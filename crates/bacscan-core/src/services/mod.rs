/// I-Am announcement.
pub mod i_am;
/// ReadProperty request and complex acknowledgement.
pub mod read_property;
/// Application-tagged value encoding.
pub mod value_codec;
/// Who-Is discovery request.
pub mod who_is;
/// WriteProperty request.
pub mod write_property;

pub use i_am::{IAmRequest, SERVICE_I_AM};
pub use read_property::{ReadPropertyAck, ReadPropertyRequest, SERVICE_READ_PROPERTY};
pub use value_codec::{decode_value, encode_value};
pub use who_is::{WhoIsRequest, SERVICE_WHO_IS};
pub use write_property::{WritePropertyRequest, SERVICE_WRITE_PROPERTY};
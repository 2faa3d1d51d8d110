use core::fmt;

/// Octet value meaning "unspecified" in any date or time field.
pub const UNSPECIFIED: u8 = 0xFF;

#[derive(Debug, Clone, Copy, PartialEq, Eq)]
pub struct Date {
    pub year_since_1900: u8,
    pub month: u8,
    pub day: u8,
    pub weekday: u8,
}

#[derive(Debug, Clone, Copy, PartialEq, Eq)]
pub struct Time {
    pub hour: u8,
    pub minute: u8,
    pub second: u8,
    pub hundredths: u8,
}

fn field(f: &mut fmt::Formatter<'_>, value: u8, width: usize) -> fmt::Result {
    if value == UNSPECIFIED {
        write!(f, "{:*<width$}", "")
    } else {
        write!(f, "{value:0width$}")
    }
}

/// ISO-like `YYYY-MM-DD`; unspecified fields print as `*`.
impl fmt::Display for Date {
    fn fmt(&self, f: &mut fmt::Formatter<'_>) -> fmt::Result {
        if self.year_since_1900 == UNSPECIFIED {
            f.write_str("****")?;
        } else {
            write!(f, "{}", 1900 + u16::from(self.year_since_1900))?;
        }
        f.write_str("-")?;
        field(f, self.month, 2)?;
        f.write_str("-")?;
        field(f, self.day, 2)
    }
}

/// `HH:MM:SS.hh`; unspecified fields print as `*`.
impl fmt::Display for Time {
    fn fmt(&self, f: &mut fmt::Formatter<'_>) -> fmt::Result {
        field(f, self.hour, 2)?;
        f.write_str(":")?;
        field(f, self.minute, 2)?;
        f.write_str(":")?;
        field(f, self.second, 2)?;
        f.write_str(".")?;
        field(f, self.hundredths, 2)
    }
}

#[cfg(test)]
mod tests {
    use super::{Date, Time, UNSPECIFIED};

    #[test]
    fn renders_dates_and_times() {
        let date = Date {
            year_since_1900: 124,
            month: 2,
            day: 3,
            weekday: 6,
        };
        assert_eq!(date.to_string(), "2024-02-03");
        let time = Time {
            hour: 7,
            minute: 5,
            second: 0,
            hundredths: UNSPECIFIED,
        };
        assert_eq!(time.to_string(), "07:05:00.**");
    }
}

|---|

**Prompt:** Note down each line above where the word "print" occurs.

**Task solution:**
/// ISO-like `YYYY-MM-DD`; unspecified fields print as `*`.
/// `HH:MM:SS.hh`; unspecified fields print as `*`.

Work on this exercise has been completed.